The Golden Rule: Treat others as you would have them treat you. There’s a reason this formula shows up in almost every human culture.
Some general guidelines:
- Bathe daily, even if you’re at Gen Con. Hell, especially if you’re at Gen Con.
- Wear some kind of deodorant. If you think you don’t smell, you’re wrong; you’ve just gotten used to it.
- Brush your teeth on a regular basis. Especially after coffee and strong meals. Especially if you smoke.
- Say “Please” and “Thank you”. It’s amazing how much smoother things are when people are nice to each other.
- Smile. It puts your friends at ease and freaks the hell out of you enemies.
- Treat others as people. Look them in the eye, but not aggressively. Be sympathetic to their situation, even if it has little or no bearing on yours.
- Treat other people’s stuff better than you’d treat your own. Ask before borrowing it, even if they’ve let you borrow it before.
- Take responsibility for your mistakes. Saying, “I have no excuse; it’s my fault.” will end a chewing-out much faster than any excuse, even if it’s valid.
- Praise publicly, criticize privately.
- Don’t cut other people off, even if you know what they’re going to say. You’ve got two ears and only one mouth, so listen twice as much as you speak. (Vincent van Gogh, this doesn’t apply to you.)
Disagreements are inevitable, especially at a gaming table. But when it comes to disagreement, don’t be disagreeable. Some pointers on how to resolve a disagreement and still remain friends:
- The point of a discussion is to find the best solution to the problem. It is not to win the argument.
- Sometimes, the worst time to hash out a disagreement is mid-game. Be willing to accept an interim ruling and discuss it later.
- When disagreements occur, state your case briefly, politely, and logically. Then be quiet and let the other sides speak. You do not win arguments by shouting down the opposition, despite what you may have learned from family, friends, and Jerry Springer.
- You do not win arguments by calling people names. Attack the argument, not the speaker.
- Try to see things from the other point of view, and try to restate their case in a manner that makes sense to you.
- One of the smoothest ways to point out flaws in someone else’s argument is to ask questions that point out the contradictions in it. (See: Socratic Method, or any given episode of House MD. Do not take politeness lessons from Dr. House, however.)
- If you’re not taking up one side or another in a discussion, try to facilitate it by ensuring that each side gets a chance to have their say. GMs, you are the ‘default leader’ of the group; use your power wisely.
- Give your opponent a ‘way out’, so that they can retreat honorably without admitting defeat. “Are you confusing Burst with Spread?” sounds much better than, “You’re a fucking idiot.”
- If you lose the discussion, lose gracefully. “I don’t agree, but the consensus (or GM or whatever) is that it works that way, so that’s enough for me.” And then shut up and deal with it.
- If you win the discussion, win gracefully.
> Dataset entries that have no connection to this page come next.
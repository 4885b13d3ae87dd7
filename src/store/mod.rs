// ABOUTME: SQLite-backed persistence for authorization codes and token connections
// ABOUTME: Single-use consumption via DELETE ... RETURNING, plus background expiry sweeps
//
// SPDX-License-Identifier: MIT OR Apache-2.0
// Copyright (c) 2025 Fiscus

use crate::errors::{BrokerError, BrokerResult};
use crate::models::{AuthorizationCode, Principal, TokenConnection, TokenSource};
use chrono::{DateTime, Utc};
use sqlx::sqlite::SqliteRow;
use sqlx::{Row, SqlitePool};
use std::time::Duration;

pub mod pending;

/// Persistent store for codes and token connections.
#[derive(Clone)]
pub struct TokenStore {
    pool: SqlitePool,
}

impl TokenStore {
    #[must_use]
    pub const fn new(pool: SqlitePool) -> Self {
        Self { pool }
    }

    /// Create tables and indexes if they do not exist.
    ///
    /// # Errors
    /// Fails with `Storage` if schema creation fails.
    pub async fn migrate(&self) -> BrokerResult<()> {
        sqlx::query(
            r"
            CREATE TABLE IF NOT EXISTS oauth_clients (
                client_id TEXT PRIMARY KEY,
                redirect_uris TEXT NOT NULL,
                client_name TEXT,
                scope TEXT,
                issued_at TEXT NOT NULL
            )
            ",
        )
        .execute(&self.pool)
        .await?;

        sqlx::query(
            r"
            CREATE TABLE IF NOT EXISTS auth_codes (
                code TEXT PRIMARY KEY,
                client_id TEXT NOT NULL,
                redirect_uri TEXT NOT NULL,
                code_challenge TEXT NOT NULL,
                code_challenge_method TEXT NOT NULL,
                scope TEXT NOT NULL,
                bound_access_token TEXT NOT NULL,
                token_source TEXT NOT NULL,
                principal TEXT NOT NULL,
                resource TEXT,
                expires_at TEXT NOT NULL
            )
            ",
        )
        .execute(&self.pool)
        .await?;

        sqlx::query(
            r"
            CREATE TABLE IF NOT EXISTS token_connections (
                access_token TEXT PRIMARY KEY,
                refresh_token TEXT NOT NULL UNIQUE,
                client_id TEXT NOT NULL,
                scope TEXT NOT NULL,
                token_source TEXT NOT NULL,
                bound_access_token TEXT NOT NULL,
                principal TEXT NOT NULL,
                resource TEXT,
                expires_at TEXT NOT NULL,
                refresh_expires_at TEXT NOT NULL,
                created_at TEXT NOT NULL
            )
            ",
        )
        .execute(&self.pool)
        .await?;

        sqlx::query(
            "CREATE INDEX IF NOT EXISTS idx_auth_codes_expires ON auth_codes(expires_at)",
        )
        .execute(&self.pool)
        .await?;

        sqlx::query(
            "CREATE INDEX IF NOT EXISTS idx_connections_refresh_expires
             ON token_connections(refresh_expires_at)",
        )
        .execute(&self.pool)
        .await?;

        Ok(())
    }

    /// Persist a freshly issued authorization code.
    ///
    /// # Errors
    /// Fails with `Storage` on database errors.
    pub async fn store_code(&self, code: &AuthorizationCode) -> BrokerResult<()> {
        let principal_json = encode_principal(&code.principal)?;

        sqlx::query(
            r"
            INSERT INTO auth_codes (
                code, client_id, redirect_uri, code_challenge, code_challenge_method,
                scope, bound_access_token, token_source, principal, resource, expires_at
            )
            VALUES (?1, ?2, ?3, ?4, ?5, ?6, ?7, ?8, ?9, ?10, ?11)
            ",
        )
        .bind(&code.code)
        .bind(&code.client_id)
        .bind(&code.redirect_uri)
        .bind(&code.code_challenge)
        .bind(&code.code_challenge_method)
        .bind(&code.scope)
        .bind(&code.bound_access_token)
        .bind(code.token_source.as_str())
        .bind(&principal_json)
        .bind(&code.resource)
        .bind(code.expires_at.to_rfc3339())
        .execute(&self.pool)
        .await?;

        Ok(())
    }

    /// Atomically consume an authorization code.
    ///
    /// The row is deleted and returned in a single statement, so a code can
    /// be redeemed at most once even under concurrent requests.
    ///
    /// # Errors
    /// Fails with `Storage` on database errors.
    pub async fn consume_code(&self, code: &str) -> BrokerResult<Option<AuthorizationCode>> {
        let row = sqlx::query(
            r"
            DELETE FROM auth_codes
            WHERE code = ?1
            RETURNING code, client_id, redirect_uri, code_challenge, code_challenge_method,
                      scope, bound_access_token, token_source, principal, resource, expires_at
            ",
        )
        .bind(code)
        .fetch_optional(&self.pool)
        .await?;

        row.map(|r| code_from_row(&r)).transpose()
    }

    /// Persist a token connection.
    ///
    /// # Errors
    /// Fails with `Storage` on database errors.
    pub async fn store_connection(&self, connection: &TokenConnection) -> BrokerResult<()> {
        let principal_json = encode_principal(&connection.principal)?;

        sqlx::query(
            r"
            INSERT INTO token_connections (
                access_token, refresh_token, client_id, scope, token_source,
                bound_access_token, principal, resource, expires_at, refresh_expires_at, created_at
            )
            VALUES (?1, ?2, ?3, ?4, ?5, ?6, ?7, ?8, ?9, ?10, ?11)
            ",
        )
        .bind(&connection.access_token)
        .bind(&connection.refresh_token)
        .bind(&connection.client_id)
        .bind(&connection.scope)
        .bind(connection.token_source.as_str())
        .bind(&connection.bound_access_token)
        .bind(&principal_json)
        .bind(&connection.resource)
        .bind(connection.expires_at.to_rfc3339())
        .bind(connection.refresh_expires_at.to_rfc3339())
        .bind(connection.created_at.to_rfc3339())
        .execute(&self.pool)
        .await?;

        Ok(())
    }

    /// Look up a connection by access token.
    ///
    /// # Errors
    /// Fails with `Storage` on database errors.
    pub async fn get_connection_by_access_token(
        &self,
        access_token: &str,
    ) -> BrokerResult<Option<TokenConnection>> {
        let row = sqlx::query(
            r"
            SELECT access_token, refresh_token, client_id, scope, token_source,
                   bound_access_token, principal, resource, expires_at, refresh_expires_at,
                   created_at
            FROM token_connections
            WHERE access_token = ?1
            ",
        )
        .bind(access_token)
        .fetch_optional(&self.pool)
        .await?;

        row.map(|r| connection_from_row(&r)).transpose()
    }

    /// Atomically consume a connection by refresh token, bound to its client.
    ///
    /// The client_id predicate is part of the delete: a refresh token
    /// presented by the wrong client neither matches nor destroys the
    /// legitimate connection.
    ///
    /// # Errors
    /// Fails with `Storage` on database errors.
    pub async fn consume_connection_by_refresh(
        &self,
        refresh_token: &str,
        client_id: &str,
    ) -> BrokerResult<Option<TokenConnection>> {
        let row = sqlx::query(
            r"
            DELETE FROM token_connections
            WHERE refresh_token = ?1 AND client_id = ?2
            RETURNING access_token, refresh_token, client_id, scope, token_source,
                      bound_access_token, principal, resource, expires_at, refresh_expires_at,
                      created_at
            ",
        )
        .bind(refresh_token)
        .bind(client_id)
        .fetch_optional(&self.pool)
        .await?;

        row.map(|r| connection_from_row(&r)).transpose()
    }

    /// Delete a connection by refresh-token value. Returns whether a row
    /// existed.
    ///
    /// # Errors
    /// Fails with `Storage` on database errors.
    pub async fn delete_by_refresh(&self, refresh_token: &str, client_id: &str) -> BrokerResult<bool> {
        let result = sqlx::query(
            "DELETE FROM token_connections WHERE refresh_token = ?1 AND client_id = ?2",
        )
        .bind(refresh_token)
        .bind(client_id)
        .execute(&self.pool)
        .await?;

        Ok(result.rows_affected() > 0)
    }

    /// Delete a connection by access-token value. Returns whether a row
    /// existed.
    ///
    /// # Errors
    /// Fails with `Storage` on database errors.
    pub async fn delete_by_access(&self, access_token: &str, client_id: &str) -> BrokerResult<bool> {
        let result = sqlx::query(
            "DELETE FROM token_connections WHERE access_token = ?1 AND client_id = ?2",
        )
        .bind(access_token)
        .bind(client_id)
        .execute(&self.pool)
        .await?;

        Ok(result.rows_affected() > 0)
    }

    /// Delete a connection by its access token regardless of client, used
    /// when a validation pass finds the row expired.
    ///
    /// # Errors
    /// Fails with `Storage` on database errors.
    pub async fn purge_by_access(&self, access_token: &str) -> BrokerResult<()> {
        sqlx::query("DELETE FROM token_connections WHERE access_token = ?1")
            .bind(access_token)
            .execute(&self.pool)
            .await?;
        Ok(())
    }

    /// Remove expired codes and fully expired connections.
    ///
    /// A connection stays until its refresh token expires; an expired access
    /// token alone is still refreshable.
    ///
    /// # Errors
    /// Fails with `Storage` on database errors.
    pub async fn sweep_expired(&self) -> BrokerResult<u64> {
        let now = Utc::now().to_rfc3339();

        let codes = sqlx::query("DELETE FROM auth_codes WHERE expires_at < ?1")
            .bind(&now)
            .execute(&self.pool)
            .await?
            .rows_affected();

        let connections =
            sqlx::query("DELETE FROM token_connections WHERE refresh_expires_at < ?1")
                .bind(&now)
                .execute(&self.pool)
                .await?
                .rows_affected();

        Ok(codes + connections)
    }

    /// Spawn the background expiry sweeper.
    pub fn spawn_sweeper(&self, interval: Duration) -> tokio::task::JoinHandle<()> {
        let store = self.clone();
        tokio::spawn(async move {
            let mut ticker = tokio::time::interval(interval);
            ticker.set_missed_tick_behavior(tokio::time::MissedTickBehavior::Skip);
            loop {
                ticker.tick().await;
                match store.sweep_expired().await {
                    Ok(0) => {}
                    Ok(removed) => {
                        tracing::debug!(removed, "swept expired grants");
                    }
                    Err(e) => {
                        tracing::warn!(error = %e, "expiry sweep failed");
                    }
                }
            }
        })
    }
}

fn encode_principal(principal: &Principal) -> BrokerResult<String> {
    serde_json::to_string(principal)
        .map_err(|e| BrokerError::internal("failed to encode principal").with_source(e))
}

fn decode_principal(json: &str) -> BrokerResult<Principal> {
    serde_json::from_str(json)
        .map_err(|e| BrokerError::storage("corrupt principal column").with_source(e))
}

fn parse_timestamp(raw: &str, column: &str) -> BrokerResult<DateTime<Utc>> {
    DateTime::parse_from_rfc3339(raw)
        .map(|t| t.with_timezone(&Utc))
        .map_err(|e| BrokerError::storage(format!("corrupt {column} column")).with_source(e))
}

fn code_from_row(row: &SqliteRow) -> BrokerResult<AuthorizationCode> {
    let token_source: String = row.try_get("token_source")?;
    let principal_json: String = row.try_get("principal")?;
    let expires_at_raw: String = row.try_get("expires_at")?;

    Ok(AuthorizationCode {
        code: row.try_get("code")?,
        client_id: row.try_get("client_id")?,
        redirect_uri: row.try_get("redirect_uri")?,
        code_challenge: row.try_get("code_challenge")?,
        code_challenge_method: row.try_get("code_challenge_method")?,
        scope: row.try_get("scope")?,
        bound_access_token: row.try_get("bound_access_token")?,
        token_source: TokenSource::from_str_or_local(&token_source),
        principal: decode_principal(&principal_json)?,
        resource: row.try_get("resource")?,
        expires_at: parse_timestamp(&expires_at_raw, "expires_at")?,
    })
}

fn connection_from_row(row: &SqliteRow) -> BrokerResult<TokenConnection> {
    let token_source: String = row.try_get("token_source")?;
    let principal_json: String = row.try_get("principal")?;
    let expires_at_raw: String = row.try_get("expires_at")?;
    let refresh_expires_at_raw: String = row.try_get("refresh_expires_at")?;
    let created_at_raw: String = row.try_get("created_at")?;

    Ok(TokenConnection {
        access_token: row.try_get("access_token")?,
        refresh_token: row.try_get("refresh_token")?,
        client_id: row.try_get("client_id")?,
        scope: row.try_get("scope")?,
        token_source: TokenSource::from_str_or_local(&token_source),
        bound_access_token: row.try_get("bound_access_token")?,
        principal: decode_principal(&principal_json)?,
        resource: row.try_get("resource")?,
        expires_at: parse_timestamp(&expires_at_raw, "expires_at")?,
        refresh_expires_at: parse_timestamp(&refresh_expires_at_raw, "refresh_expires_at")?,
        created_at: parse_timestamp(&created_at_raw, "created_at")?,
    })
}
It’s okay if the other side doesn’t agree with you, only that they are willing to accept the decision. We geeks sometimes feel the need to convince people of our point of view; ignore that need.
Feel free to send this link to anyone who needs it. One of my crusades is to banish the reputation of gamers as rude and argumentative social misfits, and to do that, we first need to put our own house in order.